The fool wonders, the wise man asks. - Benjamin Disraeli

Accentuate the positive.

The successful grantee must stand out from the competition. A little time spent developing a list of your organization's special qualities or uniqueness will go a long way toward convincing a grantor that yours is the right organization to fund.

Consider you staff, location, buildings, and special areas of interest. Use your case statement to support your proposal, showing that the project supports your organization's stated purpose and mission.
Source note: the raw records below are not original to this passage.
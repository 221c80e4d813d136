//! Outbound helper that turns one application message into frames.
//!
//! Messages at or below the threshold, and messages that cannot be split,
//! travel as one frame. Larger [`Splittable`](crate::message::Splittable)
//! messages become a header part followed by body parts of equal size, with
//! the final part absorbing the rounding remainder.

use std::num::NonZeroUsize;

use bytes::Bytes;

use super::SplitError;
use crate::{
    frame::{Frame, FrameHeader, TargetHint},
    message::AppMessage,
};

/// Splits application messages into [`Frame`]s.
#[derive(Clone, Copy, Debug)]
pub struct Splitter {
    threshold: NonZeroUsize,
}

impl Splitter {
    /// Create a splitter that keeps messages up to `threshold` bytes whole.
    #[must_use]
    pub const fn new(threshold: NonZeroUsize) -> Self { Self { threshold } }

    /// Return the split threshold in bytes.
    #[must_use]
    pub const fn threshold(&self) -> NonZeroUsize { self.threshold }

    /// Number of parts used for a message whose full encoding is `size` bytes.
    ///
    /// One part holds the header and one extra part spreads the remainder.
    #[must_use]
    pub const fn part_count(&self, size: usize) -> usize { size / self.threshold.get() + 2 }

    /// Encode `message` and split it into frames addressed to `target`.
    ///
    /// Either every frame is produced or none is.
    ///
    /// # Errors
    ///
    /// Returns [`SplitError::Encode`] if the message, header or body cannot
    /// be encoded, and [`SplitError::TooManyParts`] if the part count does
    /// not fit in a `u32`.
    ///
    /// # Examples
    ///
    /// ```
    /// use std::num::NonZeroUsize;
    ///
    /// use wirebridge::{envelope::Envelope, fragment::Splitter, frame::TargetHint};
    ///
    /// let splitter = Splitter::new(NonZeroUsize::new(1024).expect("non-zero"));
    /// let batch = splitter
    ///     .split(&Envelope::broadcast(1, vec![0; 2500]), &TargetHint::Broadcast)
    ///     .expect("split");
    /// assert_eq!(batch.len(), 4);
    /// ```
    pub fn split<M: AppMessage>(
        &self,
        message: &M,
        target: &TargetHint,
    ) -> Result<FrameBatch, SplitError> {
        let data = message.to_bytes()?;
        let message_hash = message.message_hash();
        let whole = FrameHeader::whole(
            target.clone(),
            message_hash.to_hex(),
            message.message_type().to_string(),
            message_hash,
        );

        let splittable = match message.as_splittable() {
            Some(splittable) if data.len() > self.threshold.get() => splittable,
            _ => return Ok(FrameBatch::new(vec![Frame::new(whole, data)])),
        };

        let parts = self.part_count(data.len());
        let num_parts =
            u32::try_from(parts).map_err(|_| SplitError::TooManyParts { size: data.len() })?;
        let header_bytes = splittable.header_bytes()?;
        let body = Bytes::from(splittable.body_bytes()?);
        let template = FrameHeader {
            data_hash: splittable.body_hash(),
            ..whole
        };

        let lump = body.len() / (parts - 1);
        let mut frames = Vec::with_capacity(parts);
        frames.push(Frame::new(template.for_part(0, num_parts), header_bytes));
        for part_num in 1..num_parts - 1 {
            let index = part_num as usize;
            let slice = body.slice((index - 1) * lump..index * lump);
            frames.push(Frame::new(template.for_part(part_num, num_parts), slice));
        }
        let tail = body.slice((parts - 2) * lump..);
        frames.push(Frame::new(
            template.for_part(num_parts - 1, num_parts),
            tail,
        ));

        Ok(FrameBatch::new(frames))
    }
}

/// Frames produced for a single application message, in part order.
#[derive(Clone, Debug, PartialEq, Eq)]
pub struct FrameBatch {
    frames: Vec<Frame>,
}

impl FrameBatch {
    fn new(frames: Vec<Frame>) -> Self {
        debug_assert!(!frames.is_empty(), "frame batches must not be empty");
        Self { frames }
    }

    /// Return the frames as a slice.
    #[must_use]
    pub fn frames(&self) -> &[Frame] { self.frames.as_slice() }

    /// Number of frames in the batch.
    #[expect(
        clippy::len_without_is_empty,
        reason = "batches are guaranteed non-empty"
    )]
    #[must_use]
    pub fn len(&self) -> usize { self.frames.len() }

    /// Whether the message was split into parts.
    #[must_use]
    pub fn is_split(&self) -> bool { self.len() > 1 }

    /// Total payload bytes across all frames.
    #[must_use]
    pub fn payload_len(&self) -> usize { self.frames.iter().map(|f| f.payload().len()).sum() }

    /// Consume the batch, returning the frames.
    #[must_use]
    pub fn into_frames(self) -> Vec<Frame> { self.frames }
}

impl IntoIterator for FrameBatch {
    type Item = Frame;
    type IntoIter = std::vec::IntoIter<Frame>;

    fn into_iter(self) -> Self::IntoIter { self.frames.into_iter() }
}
Elements of a case statement:

  1. How and why your organization got started
  2. What your organization is doing today
  3. Where your organization is going in the future

Call First, Last, and Always

The importance of pre-proposal contact with your agency can not be overemphasized. Questions to ask a funding source:
  1. Do you agree that the need addressed by our project is important?
  2. Your average award in this area last year to an organization like ours was $_____. Do you expect that to change?
  3. Will last year's grantees compete with new grantees, or have their funds been set aside? If their funds have been set aside, how must is left for new awards?
  4. Are the any unannounced program or unsolicited proposal funds in your agency to support an important project like ours.
  5. The required matching portion is ____ percent. Would it improve our chances for funding if we provided a greater portion that this?
  6. If no match is required, would it help our proposal if we volunteered to cost share?
  7. What is the most common mistake or flaw in the proposals you receive?
  8. Are there any areas you would like to see addressed in a proposal that may have been overlooked by other grantees or applicants?
  9. Would you review or critique our proposal if we got it to you early?
  10. Would you recommend a previously funded proposal for us to read for format and style?
  11. Is it OK to use tabs or dividers in my proposal?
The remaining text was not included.